The latest threat to the streetcar plan is a call by State Sen. Donna Campbell (R-New Braunfels) for the Texas Attorney General to investigate what she calls a 'disturbing violation of the people's trust.'
"VIA is now attempting to use Advanced Transportation District sales tax revenue to back the public issuance of revenue bonds to fund its streetcar project terminals," Campbell said. "Based on the 2004 election results, this represents a violation of the 'contract with the voters' as defined by Article I, Section 16 of the Texas Constitution. Deceptively, VIA does not acknowledge the ATD-backed bonds will fund the streetcar project, but two major items it lists are integral parts of the streetcar project. Renderings of these transit stations clearly show details associated with streetcars."
Campbell also blasts VIA For agreeing to build a $280 million 'modern streetcar' project downtown, while only having $210 million in the bank, and for allegedly taking federal funds earmarked for a 'more comprehensive bus system as an alternative to the downtown streetcar system despite taking federal funds for that purpose.'
A spokeswoman for VIA was not immediately available for comment.

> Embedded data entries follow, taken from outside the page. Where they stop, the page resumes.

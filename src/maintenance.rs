//! Housekeeping: log rotation cleanup, metric retention and vault backups.

use std::path::PathBuf;
use std::time::{Duration, SystemTime};

use tracing::{info, warn};

use crate::error::Result;
use crate::storage::ActivityStore;
use crate::vault::VaultBackup;

/// Retention windows applied by [`MaintenanceManager::run`].
#[derive(Debug, Clone, Copy)]
pub struct RetentionPolicy {
    /// Rotated log files older than this many days are deleted.
    pub log_days: u32,
    /// Metric rows older than this many days are deleted.
    pub metric_days: u32,
    /// Command-history rows older than this many days are deleted.
    pub command_days: u32,
}

impl Default for RetentionPolicy {
    fn default() -> Self {
        Self {
            log_days: 30,
            metric_days: 90,
            command_days: 90,
        }
    }
}

/// What one maintenance pass did.
#[derive(Debug, Clone, Default)]
pub struct MaintenanceReport {
    pub logs_removed: usize,
    pub metrics_removed: usize,
    pub commands_removed: usize,
    /// Stem of the vault backup taken during the pass, when one was possible.
    pub backup: Option<PathBuf>,
}

/// Runs housekeeping over the data directory and the activity store.
pub struct MaintenanceManager {
    store: ActivityStore,
    data_dir: PathBuf,
}

impl MaintenanceManager {
    pub fn new(store: ActivityStore, data_dir: PathBuf) -> Self {
        Self { store, data_dir }
    }

    /// Delete log files under `<data_dir>/logs` older than `days`.
    ///
    /// Matches any file with `.log` in its name, which covers both live files
    /// (`raido.log`) and rotations (`raido.log.3`).
    pub fn cleanup_logs(&self, days: u32) -> Result<usize> {
        let logs_dir = self.data_dir.join("logs");
        if !logs_dir.exists() {
            return Ok(0);
        }
        let cutoff = SystemTime::now() - Duration::from_secs(u64::from(days) * 86_400);

        let mut removed = 0;
        let mut stack = vec![logs_dir];
        while let Some(dir) = stack.pop() {
            for entry in std::fs::read_dir(&dir)? {
                let path = entry?.path();
                if path.is_dir() {
                    stack.push(path);
                    continue;
                }
                let is_log = path
                    .file_name()
                    .and_then(|n| n.to_str())
                    .is_some_and(|n| n.contains(".log"));
                if !is_log {
                    continue;
                }
                let stale = std::fs::metadata(&path)
                    .and_then(|m| m.modified())
                    .map(|mtime| mtime < cutoff)
                    .unwrap_or(false);
                if stale {
                    match std::fs::remove_file(&path) {
                        Ok(()) => removed += 1,
                        Err(e) => warn!(path = %path.display(), "Failed to remove log: {}", e),
                    }
                }
            }
        }
        info!(removed, "Log cleanup finished");
        Ok(removed)
    }

    /// Run a full maintenance pass: logs, metrics, commands, vault backup.
    ///
    /// The backup step is skipped (not failed) when no vault exists yet.
    pub async fn run(&self, policy: RetentionPolicy) -> Result<MaintenanceReport> {
        let logs_removed = self.cleanup_logs(policy.log_days)?;
        let metrics_removed = self.store.prune_metrics(policy.metric_days).await?;
        let commands_removed = self.store.prune_commands(policy.command_days).await?;

        let backup_manager =
            VaultBackup::new(self.data_dir.clone(), self.data_dir.join("backups").join("vault"));
        let backup = match backup_manager.create() {
            Ok(stem) => Some(stem),
            Err(e) => {
                info!("Skipping vault backup: {}", e);
                None
            }
        };

        Ok(MaintenanceReport {
            logs_removed,
            metrics_removed,
            commands_removed,
            backup,
        })
    }
}

#[cfg(test)]
mod tests {
    use super::*;
    use crate::storage::{MetricRecord, MetricsFilter};
    use crate::vault::Vault;
    use serde_json::json;
    use tempfile::TempDir;

    fn manager(tmp: &TempDir) -> MaintenanceManager {
        MaintenanceManager::new(
            ActivityStore::open_in_memory().unwrap(),
            tmp.path().to_path_buf(),
        )
    }

    #[test]
    fn test_cleanup_logs_missing_dir() {
        let tmp = TempDir::new().unwrap();
        assert_eq!(manager(&tmp).cleanup_logs(30).unwrap(), 0);
    }

    #[test]
    fn test_cleanup_logs_respects_cutoff_and_names() {
        let tmp = TempDir::new().unwrap();
        let logs = tmp.path().join("logs").join("agents");
        std::fs::create_dir_all(&logs).unwrap();
        std::fs::write(logs.join("helper.log"), "x").unwrap();
        std::fs::write(logs.join("helper.log.1"), "x").unwrap();
        std::fs::write(logs.join("notes.txt"), "x").unwrap();

        let mgr = manager(&tmp);
        // Everything is brand new: a 30-day window removes nothing.
        assert_eq!(mgr.cleanup_logs(30).unwrap(), 0);

        // With a zero-day window every log file is stale.
        std::thread::sleep(std::time::Duration::from_millis(150));
        assert_eq!(mgr.cleanup_logs(0).unwrap(), 2);
        assert!(logs.join("notes.txt").exists(), "non-log files survive");
    }

    #[tokio::test]
    async fn test_run_prunes_store_and_backs_up_vault() {
        let tmp = TempDir::new().unwrap();
        let store = ActivityStore::open_in_memory().unwrap();
        store
            .log_metric(&MetricRecord {
                agent_id: "a".into(),
                request_kind: "message".into(),
                processing_ms: 1.0,
                tokens_used: 1,
                success: true,
                error_message: None,
                extra: None,
            })
            .await
            .unwrap();

        // Seed a vault so the backup step has something to snapshot.
        let mut vault = Vault::open(tmp.path()).unwrap();
        vault.store("k", &json!("v")).unwrap();

        let mgr = MaintenanceManager::new(store.clone(), tmp.path().to_path_buf());
        let report = mgr.run(RetentionPolicy::default()).await.unwrap();

        assert_eq!(report.metrics_removed, 0, "fresh rows stay");
        assert!(report.backup.is_some());
        assert_eq!(
            store
                .agent_metrics(&MetricsFilter::default())
                .await
                .unwrap()
                .len(),
            1
        );
    }

    #[tokio::test]
    async fn test_run_without_vault_skips_backup() {
        let tmp = TempDir::new().unwrap();
        let report = manager(&tmp).run(RetentionPolicy::default()).await.unwrap();
        assert!(report.backup.is_none());
    }
}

In her letter to Attorney General Greg Abbott, Campbell claims that VIA 'has chosen to ignore the contract it made with the voters and insists on going forward with a dubious project at huge costs to taxpayers.'
VIA has already engaged in a 'money swap' with the Texas Department of Transportation to avoid using ATD money for the streetcar itself, but ATD funds would be used to build the Westside Multimodal Transit Center and the Robert Thompson Transit Center, both of which would be part of the streetcar plan.

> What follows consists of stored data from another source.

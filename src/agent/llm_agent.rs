//! Chat-completion agent with response caching and usage metrics.

use std::sync::Arc;
use std::time::{Duration, Instant};

use async_trait::async_trait;
use serde_json::{json, Value};
use tracing::{debug, warn};

use crate::bus::Message;
use crate::cache::{response_key, CacheStore};
use crate::error::Result;
use crate::providers::{ChatProvider, Usage};
use crate::storage::{ActivityStore, MetricRecord};

use super::{Agent, AgentAction};

/// Agent backed by an LLM provider.
///
/// The cache and the activity store are both optional and best-effort: a
/// failing cache or metrics write is logged, never surfaced to the caller.
pub struct LlmAgent {
    id: String,
    provider: Arc<dyn ChatProvider>,
    cache: Option<Arc<dyn CacheStore>>,
    cache_ttl: Duration,
    store: Option<ActivityStore>,
}

/// Outcome of one generation, used for metrics.
pub(super) struct GenerationOutcome {
    pub text: String,
    pub usage: Option<Usage>,
    pub cached: bool,
}

impl LlmAgent {
    pub fn new(id: impl Into<String>, provider: Arc<dyn ChatProvider>) -> Self {
        Self {
            id: id.into(),
            provider,
            cache: None,
            cache_ttl: Duration::from_secs(3600),
            store: None,
        }
    }

    /// Enable response caching with the given TTL.
    pub fn with_cache(mut self, cache: Arc<dyn CacheStore>, ttl: Duration) -> Self {
        self.cache = Some(cache);
        self.cache_ttl = ttl;
        self
    }

    /// Enable usage metric logging.
    pub fn with_store(mut self, store: ActivityStore) -> Self {
        self.store = Some(store);
        self
    }

    pub fn provider_name(&self) -> &str {
        self.provider.name()
    }

    /// Generate a completion, going through the response cache when enabled.
    pub(super) async fn generate(&self, prompt: &str) -> Result<GenerationOutcome> {
        let key = response_key(self.provider.name(), self.provider.model(), prompt);

        if let Some(cache) = &self.cache {
            match cache.get(&key).await {
                Ok(Some(value)) => {
                    if let Some(text) = value.as_str() {
                        debug!(agent = %self.id, "LLM response cache hit");
                        return Ok(GenerationOutcome {
                            text: text.to_string(),
                            usage: None,
                            cached: true,
                        });
                    }
                }
                Ok(None) => {}
                Err(e) => warn!(agent = %self.id, "Response cache read failed: {}", e),
            }
        }

        let generation = self.provider.generate(prompt).await?;

        if let Some(cache) = &self.cache {
            if let Err(e) = cache
                .set(&key, &json!(generation.text), Some(self.cache_ttl))
                .await
            {
                warn!(agent = %self.id, "Response cache write failed: {}", e);
            }
        }

        Ok(GenerationOutcome {
            text: generation.text,
            usage: generation.usage,
            cached: false,
        })
    }

    /// Write a metric row; failures are logged, never propagated.
    pub(super) async fn log_metric(&self, record: MetricRecord) {
        if let Some(store) = &self.store {
            if let Err(e) = store.log_metric(&record).await {
                warn!(agent = %self.id, "Failed to log agent metric: {}", e);
            }
        }
    }

    pub(super) fn store(&self) -> Option<&ActivityStore> {
        self.store.as_ref()
    }
}

#[async_trait]
impl Agent for LlmAgent {
    fn id(&self) -> &str {
        &self.id
    }

    async fn process_message(&self, message: &Message) -> Result<Value> {
        let started = Instant::now();
        let prompt = message.text();
        let result = self.generate(&prompt).await;
        let elapsed_ms = started.elapsed().as_secs_f64() * 1000.0;

        match result {
            Ok(outcome) => {
                self.log_metric(MetricRecord {
                    agent_id: self.id.clone(),
                    request_kind: "message".to_string(),
                    processing_ms: elapsed_ms,
                    tokens_used: outcome
                        .usage
                        .map(|u| i64::from(u.total_tokens))
                        .unwrap_or(0),
                    success: true,
                    error_message: None,
                    extra: Some(json!({
                        "cached": outcome.cached,
                        "model": self.provider.model(),
                    })),
                })
                .await;
                Ok(json!({ "response": outcome.text }))
            }
            Err(err) => {
                self.log_metric(MetricRecord {
                    agent_id: self.id.clone(),
                    request_kind: "message".to_string(),
                    processing_ms: elapsed_ms,
                    tokens_used: 0,
                    success: false,
                    error_message: Some(err.to_string()),
                    extra: None,
                })
                .await;
                Err(err)
            }
        }
    }

    /// LLM agents take no autonomous actions.
    async fn act(&self) -> Result<Vec<AgentAction>> {
        Ok(Vec::new())
    }
}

"The sales tax money should be used for its intended purpose, to improve San Antonio's roads," Campbell wrote the Attorney General.

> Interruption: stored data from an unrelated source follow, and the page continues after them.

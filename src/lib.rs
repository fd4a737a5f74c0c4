//! raido — a lightweight multi-agent runtime.
//!
//! The runtime is built from a handful of small pieces:
//!
//! - [`agent`]: the [`Agent`](agent::Agent) contract plus the built-in
//!   LLM-backed and ops implementations.
//! - [`environment`]: an insertion-ordered agent registry with a step loop.
//! - [`bus`]: the message envelope and a single-subscriber broker.
//! - [`providers`]: Anthropic/OpenAI chat clients behind one trait.
//! - [`cache`]: interchangeable memory and redis key-value backends.
//! - [`vault`]: credentials encrypted at rest, with file backups.
//! - [`storage`]: SQLite command history, metrics and credential registry.
//!
//! # Example
//!
//! ```rust,no_run
//! use std::sync::Arc;
//! use raido::{Environment, Message};
//! use raido::agent::{AgentFactory, AgentSpec};
//! use raido::config::Settings;
//!
//! # async fn run() -> raido::Result<()> {
//! let settings = Settings::from_env()?;
//! let factory = AgentFactory::new(settings.clone());
//! let env = Environment::new(settings.agents_dir.clone(), settings.data_dir.clone());
//! env.load_agents(&factory).await?;
//!
//! let reply = env
//!     .send(Message::new("cli", "helper", serde_json::json!({"content": "hello"})))
//!     .await?;
//! # let _ = reply;
//! # Ok(())
//! # }
//! ```

pub mod agent;
pub mod bus;
pub mod cache;
pub mod config;
pub mod environment;
pub mod error;
pub mod maintenance;
pub mod providers;
pub mod storage;
pub mod vault;

pub use agent::{Agent, AgentAction, AgentFactory, AgentSpec, LlmAgent, OpsAgent};
pub use bus::{Message, MessageBroker, MessageHandler, MessageKind};
pub use environment::Environment;
pub use error::{RaidoError, Result};
pub use providers::ChatProvider;
pub use vault::Vault;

The streetcar plan is sol wildly unpopular that even the City of San Antonio, which has invested in the project, felt obligated to print on all of the literature distributed to support the 2012 city bond issue that 'none of the money in the bond issue would be used for 'VIA's' streetcar project.
This is only one of the potential problems facing VIA as the streetcar plan continues falling apart. There is also a call for a U.S. Justice Department probe into VIA's refusal to place the issue up for a public vote.